* _What is being asked_
Below are some records; output exactly the lines from the line with "pub fn new(fs: Arc<ShellFs<R>>, runtime: tokio::runtime::Handle)" to the line with "if parent != ROOT_INO", both ends kept, and nothing more.

* _Dataset entries_
· · · · · · ·
//! FUSE adapter: maps [`fuser::Filesystem`] callbacks to [`ShellFs`].
//!
//! fuser dispatches callbacks one at a time. Callbacks that may wait on a command (lookup,
//! getattr, readdir, open, read) are spawned onto the tokio runtime and reply from there, so a
//! slow transform for one file does not hold up operations on others.

use std::ffi::OsStr;
use std::sync::Arc;
use std::time::{Duration, SystemTime};

use tracing::{debug, error, instrument};

use super::shell_fs::ShellFs;
use super::{FsError, INode, INodeType, OpenFlags, ROOT_INO};
use crate::command::CommandRunner;

/// Trait abstracting the `.error(errno)` method common to all fuser reply types.
trait FuseReply {
    fn error(self, errno: i32);
}

macro_rules! impl_fuse_reply {
    ($($ty:ty),* $(,)?) => {
        $(impl FuseReply for $ty {
            fn error(self, errno: i32) {
                // Calls the inherent fuser method (not this trait method).
                self.error(errno);
            }
        })*
    };
}

impl_fuse_reply!(
    fuser::ReplyEntry,
    fuser::ReplyAttr,
    fuser::ReplyDirectory,
    fuser::ReplyOpen,
    fuser::ReplyData,
    fuser::ReplyEmpty,
    fuser::ReplyWrite,
    fuser::ReplyCreate,
);

/// Extension trait on `Result<T, FsError>` for FUSE reply handling.
///
/// Centralizes the error-logging + errno-reply path so each FUSE callback
/// only has to express its success path.
trait FuseResultExt<T> {
    fn fuse_reply<R: FuseReply>(self, reply: R, on_ok: impl FnOnce(T, R));
}

impl<T> FuseResultExt<T> for Result<T, FsError> {
    fn fuse_reply<R: FuseReply>(self, reply: R, on_ok: impl FnOnce(T, R)) {
        match self {
            Ok(val) => on_ok(val, reply),
            Err(e) => {
                debug!(error = %e, "replying error");
                reply.error(e.errno());
            }
        }
    }
}

/// Convert an `INode` to the fuser-specific `FileAttr`.
fn inode_to_fuser_attr(inode: &INode, block_size: u32) -> fuser::FileAttr {
    fuser::FileAttr {
        ino: inode.addr,
        size: inode.size,
        blocks: inode.size.div_ceil(512),
        atime: inode.last_modified_at,
        mtime: inode.last_modified_at,
        ctime: inode.last_modified_at,
        crtime: inode.create_time,
        kind: inode_type_to_fuser(inode.itype),
        perm: inode.permissions.bits(),
        nlink: if inode.is_root() { 2 } else { 1 },
        uid: inode.uid,
        gid: inode.gid,
        rdev: 0,
        blksize: block_size,
        flags: 0,
    }
}

fn inode_type_to_fuser(itype: INodeType) -> fuser::FileType {
    match itype {
        INodeType::Directory => fuser::FileType::Directory,
        INodeType::File => fuser::FileType::RegularFile,
    }
}

const BLOCK_SIZE: u32 = 4096;

// Listing and sizes change underneath the kernel whenever a command's output changes, so the
// kernel must come back to us often.
const ATTR_TTL: Duration = Duration::from_secs(1);

/// Bridges a [`ShellFs`] to the [`fuser::Filesystem`] trait.
pub struct FuserAdapter<R: CommandRunner> {
    fs: Arc<ShellFs<R>>,
    runtime: tokio::runtime::Handle,
}

impl<R: CommandRunner> FuserAdapter<R> {
    /// Create a new adapter serving `fs`, running async work on `runtime`.
    pub fn new(fs: Arc<ShellFs<R>>, runtime: tokio::runtime::Handle) -> Self {
        Self { fs, runtime }
    }
}

impl<R: CommandRunner> fuser::Filesystem for FuserAdapter<R> {
    #[instrument(name = "FuserAdapter::lookup", skip(self, _req, reply))]
    fn lookup(
        &mut self,
        _req: &fuser::Request<'_>,
        parent: u64,
        name: &OsStr,
        reply: fuser::ReplyEntry,
    ) {
        if parent != ROOT_INO {
            reply.error(libc::ENOENT);
            return;
        }
        let fs = Arc::clone(&self.fs);
        let name = name.to_os_string();
        self.runtime.spawn(async move {
            fs.lookup(&name).await.fuse_reply(reply, |inode, reply| {
                let f_attr = inode_to_fuser_attr(&inode, BLOCK_SIZE);
                debug!(?f_attr, "replying...");
                reply.entry(&ATTR_TTL, &f_attr, 0);
            });
        });
    }

    #[instrument(name = "FuserAdapter::getattr", skip(self, _req, _fh, reply))]
    fn getattr(
        &mut self,
        _req: &fuser::Request<'_>,
        ino: u64,
        _fh: Option<u64>,
        reply: fuser::ReplyAttr,
    ) {
        let fs = Arc::clone(&self.fs);
        self.runtime.spawn(async move {
            fs.getattr_addr(ino).await.fuse_reply(reply, |inode, reply| {
                let attr = inode_to_fuser_attr(&inode, BLOCK_SIZE);
                debug!(?attr, "replying...");
                reply.attr(&ATTR_TTL, &attr);
            });
        });
    }

    #[instrument(name = "FuserAdapter::readdir", skip(self, _req, _fh, offset, reply))]
    fn readdir(
        &mut self,
        _req: &fuser::Request<'_>,
        ino: u64,
        _fh: u64,
        offset: i64,
        mut reply: fuser::ReplyDirectory,
    ) {
        if ino != ROOT_INO {
            reply.error(FsError::NotADirectory.errno());
            return;
        }
        let fs = Arc::clone(&self.fs);
        self.runtime.spawn(async move {
            let entries = match fs.readdir().await {
                Ok(entries) => entries,
                Err(e) => {
                    debug!(error = %e, "replying error");
                    reply.error(e.errno());
                    return;
                }
            };

            let dots = [(ROOT_INO, OsStr::new(".")), (ROOT_INO, OsStr::new(".."))]
                .into_iter()
                .map(|(addr, name)| (addr, fuser::FileType::Directory, name));
            let files = entries.iter().map(|de| {
                (
                    de.inode.addr,
                    inode_type_to_fuser(de.inode.itype),
                    &*de.name,
                )
            });

            let skip = usize::try_from(offset).unwrap_or(0);
            for (i, (entry_ino, kind, entry_name)) in dots.chain(files).enumerate().skip(skip) {
                let Ok(next): Result<i64, _> = (i + 1).try_into() else {
                    error!("Directory entry index {} too large for fuser", i + 1);
                    reply.error(libc::EIO);
                    return;
                };
                debug!(?entry_name, ino = entry_ino, "adding entry to reply...");
                if reply.add(entry_ino, next, kind, entry_name) {
                    debug!("buffer full for now, stopping readdir");
                    break;
                }
            }

            debug!("finalizing reply...");
            reply.ok();
        });
    }

    #[instrument(name = "FuserAdapter::open", skip(self, _req, flags, reply))]
    fn open(&mut self, _req: &fuser::Request<'_>, ino: u64, flags: i32, reply: fuser::ReplyOpen) {
        let flags = OpenFlags::from_bits_truncate(flags);
        let fs = Arc::clone(&self.fs);
        self.runtime.spawn(async move {
            fs.open_addr(ino, flags).await.fuse_reply(reply, |fh, reply| {
                debug!(handle = fh, "replying...");
                // Sizes are unknown until the transform runs, so the kernel must not trust them.
                reply.opened(fh, fuser::consts::FOPEN_DIRECT_IO);
            });
        });
    }

    #[instrument(
        name = "FuserAdapter::read",
        skip(self, _req, _fh, _flags, _lock_owner, reply)
    )]
    fn read(
        &mut self,
        _req: &fuser::Request<'_>,
        ino: u64,
        _fh: u64,
        offset: i64,
        size: u32,
        _flags: i32,
        _lock_owner: Option<u64>,
        reply: fuser::ReplyData,
    ) {
        let fs = Arc::clone(&self.fs);
        self.runtime.spawn(async move {
            fs.read_addr(ino, offset.cast_unsigned(), size)
                .await
                .fuse_reply(reply, |data, reply| {
                    debug!(read_bytes = data.len(), "replying...");
                    reply.data(&data);
                });
        });
    }

    #[instrument(
        name = "FuserAdapter::release",
        skip(self, _req, _ino, _flags, _lock_owner, _flush, reply)
    )]
    fn release(
        &mut self,
        _req: &fuser::Request<'_>,
        _ino: u64,
        fh: u64,
        _flags: i32,
        _lock_owner: Option<u64>,
        _flush: bool,
        reply: fuser::ReplyEmpty,
    ) {
        self.fs.release(fh).fuse_reply(reply, |(), reply| {
            debug!("replying ok");
            reply.ok();
        });
    }

    #[instrument(name = "FuserAdapter::statfs", skip(self, _req, _ino, reply))]
    fn statfs(&mut self, _req: &fuser::Request<'_>, _ino: u64, reply: fuser::ReplyStatfs) {
        let stats = self.fs.statfs();
        debug!(?stats, "replying...");
        reply.statfs(
            stats.total_blocks,
            stats.free_blocks,
            stats.available_blocks,
            stats.total_inodes,
            stats.free_inodes,
            stats.block_size,
            stats.max_filename_length,
            0,
        );
    }

    #[instrument(name = "FuserAdapter::write", skip_all)]
    fn write(
        &mut self,
        _req: &fuser::Request<'_>,
        _ino: u64,
        _fh: u64,
        _offset: i64,
        _data: &[u8],
        _write_flags: u32,
        _flags: i32,
        _lock_owner: Option<u64>,
        reply: fuser::ReplyWrite,
    ) {
        self.fs.reject_write().fuse_reply(reply, |(), _| {});
    }

    #[instrument(name = "FuserAdapter::setattr", skip_all)]
    fn setattr(
        &mut self,
        _req: &fuser::Request<'_>,
        _ino: u64,
        _mode: Option<u32>,
        _uid: Option<u32>,
        _gid: Option<u32>,
        _size: Option<u64>,
        _atime: Option<fuser::TimeOrNow>,
        _mtime: Option<fuser::TimeOrNow>,
        _ctime: Option<SystemTime>,
        _fh: Option<u64>,
        _crtime: Option<SystemTime>,
        _chgtime: Option<SystemTime>,
        _bkuptime: Option<SystemTime>,
        _flags: Option<u32>,
        reply: fuser::ReplyAttr,
    ) {
        self.fs.reject_write().fuse_reply(reply, |(), _| {});
    }

    #[instrument(name = "FuserAdapter::mknod", skip_all)]
    fn mknod(
        &mut self,
        _req: &fuser::Request<'_>,
        _parent: u64,
        _name: &OsStr,
        _mode: u32,
        _umask: u32,
        _rdev: u32,
        reply: fuser::ReplyEntry,
    ) {
        self.fs.reject_write().fuse_reply(reply, |(), _| {});
    }

    #[instrument(name = "FuserAdapter::mkdir", skip_all)]
    fn mkdir(
        &mut self,
        _req: &fuser::Request<'_>,
        _parent: u64,
        _name: &OsStr,
        _mode: u32,
        _umask: u32,
        reply: fuser::ReplyEntry,
    ) {
        self.fs.reject_write().fuse_reply(reply, |(), _| {});
    }

    #[instrument(name = "FuserAdapter::unlink", skip_all)]
    fn unlink(
        &mut self,
        _req: &fuser::Request<'_>,
        _parent: u64,
        _name: &OsStr,
        reply: fuser::ReplyEmpty,
    ) {
        self.fs.reject_write().fuse_reply(reply, |(), _| {});
    }

    #[instrument(name = "FuserAdapter::rmdir", skip_all)]
    fn rmdir(
        &mut self,
        _req: &fuser::Request<'_>,
        _parent: u64,
        _name: &OsStr,
        reply: fuser::ReplyEmpty,
    ) {
        self.fs.reject_write().fuse_reply(reply, |(), _| {});
    }

    #[instrument(name = "FuserAdapter::rename", skip_all)]
    fn rename(
        &mut self,
        _req: &fuser::Request<'_>,
        _parent: u64,
        _name: &OsStr,
        _newparent: u64,
        _newname: &OsStr,
        _flags: u32,
        reply: fuser::ReplyEmpty,
    ) {
        self.fs.reject_write().fuse_reply(reply, |(), _| {});
    }

    #[instrument(name = "FuserAdapter::create", skip_all)]
    fn create(
        &mut self,
        _req: &fuser::Request<'_>,
        _parent: u64,
        _name: &OsStr,
        _mode: u32,
        _umask: u32,
        _flags: i32,
        reply: fuser::ReplyCreate,
    ) {
        self.fs.reject_write().fuse_reply(reply, |(), _| {});
    }
}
· · · · · · ·
* _Written response_
    pub fn new(fs: Arc<ShellFs<R>>, runtime: tokio::runtime::Handle) -> Self {
        Self { fs, runtime }
    }
}

impl<R: CommandRunner> fuser::Filesystem for FuserAdapter<R> {
    #[instrument(name = "FuserAdapter::lookup", skip(self, _req, reply))]
    fn lookup(
        &mut self,
        _req: &fuser::Request<'_>,
        parent: u64,
        name: &OsStr,
        reply: fuser::ReplyEntry,
    ) {
        if parent != ROOT_INO {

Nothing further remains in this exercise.